### What the exercise asks
Only a number is expected here: the count of lines in the data that contain "esds".

### Data for the task
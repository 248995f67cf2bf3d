//! Fragmented MP4 segmentation
//!
//! The transcoder writes a fragmented MP4 stream (`-movflags
//! +frag_keyframe+empty_moov+default_base_moof`). At the top level that
//! stream is a flat sequence of boxes:
//!
//! ```text
//! +------+------+------+------+------+------+-----
//! | ftyp | moov | moof | mdat | moof | mdat | ...
//! +------+------+------+------+------+------+-----
//!  \___________/ \___________/ \___________/
//!  initialization   fragment      fragment
//! ```
//!
//! Box header:
//! ```text
//! +----------+----------+-------------------------+
//! | size (4) | type (4) | largesize (8, if size=1)|
//! +----------+----------+-------------------------+
//! ```
//!
//! [`Mp4Segmenter`] accepts arbitrary reads (no alignment to box boundaries)
//! and yields complete initialization segments and fragments.

use bytes::{Buf, Bytes, BytesMut};

use super::codec::{AudioConfig, AvcConfig};
use crate::error::MediaError;

/// Four character box type
pub type BoxType = [u8; 4];

const HEADER_LEN: usize = 8;
const LARGE_HEADER_LEN: usize = 16;

/// Output of the segmenter
#[derive(Debug, Clone, PartialEq, Eq)]
pub enum Mp4Segment {
    /// `ftyp` + `moov`, with the MIME descriptor derived from `moov`
    Initialization { data: Bytes, mime: String },
    /// `moof` + `mdat`
    Fragment(Bytes),
}

/// Result of one [`Mp4Segmenter::push`]
///
/// Segments completed before a corrupt header are kept alongside the error.
#[derive(Debug, Default, PartialEq, Eq)]
pub struct Pushed {
    pub segments: Vec<Mp4Segment>,
    pub error: Option<MediaError>,
}

/// Incremental splitter for a fragmented MP4 byte stream
#[derive(Debug)]
pub struct Mp4Segmenter {
    /// Bytes received but not yet consumed as a complete box
    buffer: BytesMut,
    /// `ftyp` waiting for its `moov`
    pending_ftyp: Option<Bytes>,
    /// `moof` waiting for its `mdat`
    pending_moof: Option<Bytes>,
    /// Largest box accepted before the stream is considered corrupt
    max_box_size: usize,
}

impl Mp4Segmenter {
    /// Create a segmenter with the given maximum box size
    pub fn new(max_box_size: usize) -> Self {
        Self {
            buffer: BytesMut::with_capacity(64 * 1024),
            pending_ftyp: None,
            pending_moof: None,
            max_box_size,
        }
    }

    /// Number of buffered bytes not yet part of a complete box
    pub fn buffered(&self) -> usize {
        self.buffer.len()
    }

    /// Drop all partial state
    pub fn reset(&mut self) {
        self.buffer.clear();
        self.pending_ftyp = None;
        self.pending_moof = None;
    }

    /// Feed bytes and collect every segment they complete
    ///
    /// On a corrupt header the segmenter resets itself after the segments
    /// already completed; the caller may keep pushing and parsing resumes
    /// at the next read.
    pub fn push(&mut self, data: &[u8]) -> Pushed {
        self.buffer.extend_from_slice(data);

        let mut pushed = Pushed::default();
        loop {
            let (box_type, size) = match self.peek_header() {
                Ok(Some(header)) => header,
                Ok(None) => break,
                Err(e) => {
                    self.reset();
                    pushed.error = Some(e);
                    break;
                }
            };

            if self.buffer.len() < size {
                break;
            }

            let data = self.buffer.split_to(size).freeze();
            if let Some(segment) = self.on_box(box_type, data) {
                pushed.segments.push(segment);
            }
        }

        pushed
    }

    /// Read the next box header without consuming it
    fn peek_header(&self) -> Result<Option<(BoxType, usize)>, MediaError> {
        if self.buffer.len() < HEADER_LEN {
            return Ok(None);
        }

        let mut header = &self.buffer[..];
        let size32 = header.get_u32();
        let mut box_type = [0u8; 4];
        header.copy_to_slice(&mut box_type);

        let (size, header_len) = if size32 == 1 {
            if self.buffer.len() < LARGE_HEADER_LEN {
                return Ok(None);
            }
            (header.get_u64(), LARGE_HEADER_LEN)
        } else {
            (size32 as u64, HEADER_LEN)
        };

        // size 0 means "to end of file", which a live stream never has
        if size < header_len as u64 {
            return Err(MediaError::InvalidBox { box_type, size });
        }
        if size > self.max_box_size as u64 {
            return Err(MediaError::BoxTooLarge { box_type, size });
        }

        Ok(Some((box_type, size as usize)))
    }

    fn on_box(&mut self, box_type: BoxType, data: Bytes) -> Option<Mp4Segment> {
        match &box_type {
            b"ftyp" => {
                self.pending_ftyp = Some(data);
                self.pending_moof = None;
                None
            }
            b"moov" => {
                let mime = mime_from_moov(&data);
                let data = match self.pending_ftyp.take() {
                    Some(ftyp) => concat(&ftyp, &data),
                    None => data,
                };
                self.pending_moof = None;
                Some(Mp4Segment::Initialization { data, mime })
            }
            b"moof" => {
                self.pending_moof = Some(data);
                None
            }
            b"mdat" => match self.pending_moof.take() {
                Some(moof) => Some(Mp4Segment::Fragment(concat(&moof, &data))),
                None => {
                    tracing::trace!(size = data.len(), "Dropping mdat without moof");
                    None
                }
            },
            // styp, sidx, free, mfra, ...
            _ => None,
        }
    }
}

fn concat(a: &[u8], b: &[u8]) -> Bytes {
    let mut out = BytesMut::with_capacity(a.len() + b.len());
    out.extend_from_slice(a);
    out.extend_from_slice(b);
    out.freeze()
}

/// Iterator over the boxes packed in a byte slice, yielding `(type, payload)`
///
/// Stops at the first malformed or truncated header.
pub struct BoxIter<'a> {
    data: &'a [u8],
}

impl<'a> BoxIter<'a> {
    pub fn new(data: &'a [u8]) -> Self {
        Self { data }
    }
}

impl<'a> Iterator for BoxIter<'a> {
    type Item = (BoxType, &'a [u8]);

    fn next(&mut self) -> Option<Self::Item> {
        if self.data.len() < HEADER_LEN {
            return None;
        }

        let mut header = self.data;
        let size32 = header.get_u32();
        let mut box_type = [0u8; 4];
        header.copy_to_slice(&mut box_type);

        let (size, header_len) = if size32 == 1 {
            if header.len() < 8 {
                return None;
            }
            (header.get_u64() as usize, LARGE_HEADER_LEN)
        } else {
            (size32 as usize, HEADER_LEN)
        };

        if size < header_len || size > self.data.len() {
            self.data = &[];
            return None;
        }

        let payload = &self.data[header_len..size];
        self.data = &self.data[size..];
        Some((box_type, payload))
    }
}

fn child<'a>(data: &'a [u8], box_type: &BoxType) -> Option<&'a [u8]> {
    BoxIter::new(data)
        .find(|(t, _)| t == box_type)
        .map(|(_, payload)| payload)
}

/// Size of the fixed fields of a VisualSampleEntry before its child boxes
const VISUAL_SAMPLE_ENTRY_LEN: usize = 78;
/// Size of the fixed fields of an AudioSampleEntry before its child boxes
const AUDIO_SAMPLE_ENTRY_LEN: usize = 28;

/// Collect RFC 6381 codec strings for every track in a `moov` box
pub fn codecs_from_moov(moov: &[u8]) -> Vec<String> {
    let payload = match BoxIter::new(moov).next() {
        Some((t, payload)) if &t == b"moov" => payload,
        _ => return Vec::new(),
    };

    let mut codecs = Vec::new();
    for (_, trak) in BoxIter::new(payload).filter(|(t, _)| t == b"trak") {
        let stsd = child(trak, b"mdia")
            .and_then(|mdia| child(mdia, b"minf"))
            .and_then(|minf| child(minf, b"stbl"))
            .and_then(|stbl| child(stbl, b"stsd"));

        // full box header (4) + entry count (4)
        let entries = match stsd {
            Some(stsd) if stsd.len() >= 8 => &stsd[8..],
            _ => continue,
        };

        for (entry_type, entry) in BoxIter::new(entries) {
            if let Some(codec) = sample_entry_codec(&entry_type, entry) {
                codecs.push(codec);
            }
        }
    }

    codecs
}

fn sample_entry_codec(entry_type: &BoxType, entry: &[u8]) -> Option<String> {
    match entry_type {
        b"avc1" | b"avc3" => {
            let children = entry.get(VISUAL_SAMPLE_ENTRY_LEN..)?;
            let avcc = child(children, b"avcC")?;
            match AvcConfig::parse(Bytes::copy_from_slice(avcc)) {
                Ok(config) => Some(config.codec_string()),
                Err(e) => {
                    tracing::warn!(error = %e, "Unreadable avcC box");
                    None
                }
            }
        }
        b"mp4a" => {
            let children = entry.get(AUDIO_SAMPLE_ENTRY_LEN..)?;
            let esds = child(children, b"esds")?;
            match AudioConfig::parse_esds(Bytes::copy_from_slice(esds)) {
                Ok(config) => Some(config.codec_string()),
                Err(e) => {
                    tracing::warn!(error = %e, "Unreadable esds box");
                    None
                }
            }
        }
        // Unknown sample entries are reported by their four character code
        other => std::str::from_utf8(other).ok().map(str::to_string),
    }
}

/// MIME descriptor for a `moov` box, e.g. `video/mp4; codecs="avc1.42E01E, mp4a.40.2"`
pub fn mime_from_moov(moov: &[u8]) -> String {
    let codecs = codecs_from_moov(moov);
    if codecs.is_empty() {
        "video/mp4".to_string()
    } else {
        format!("video/mp4; codecs=\"{}\"", codecs.join(", "))
    }
}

### Answer
3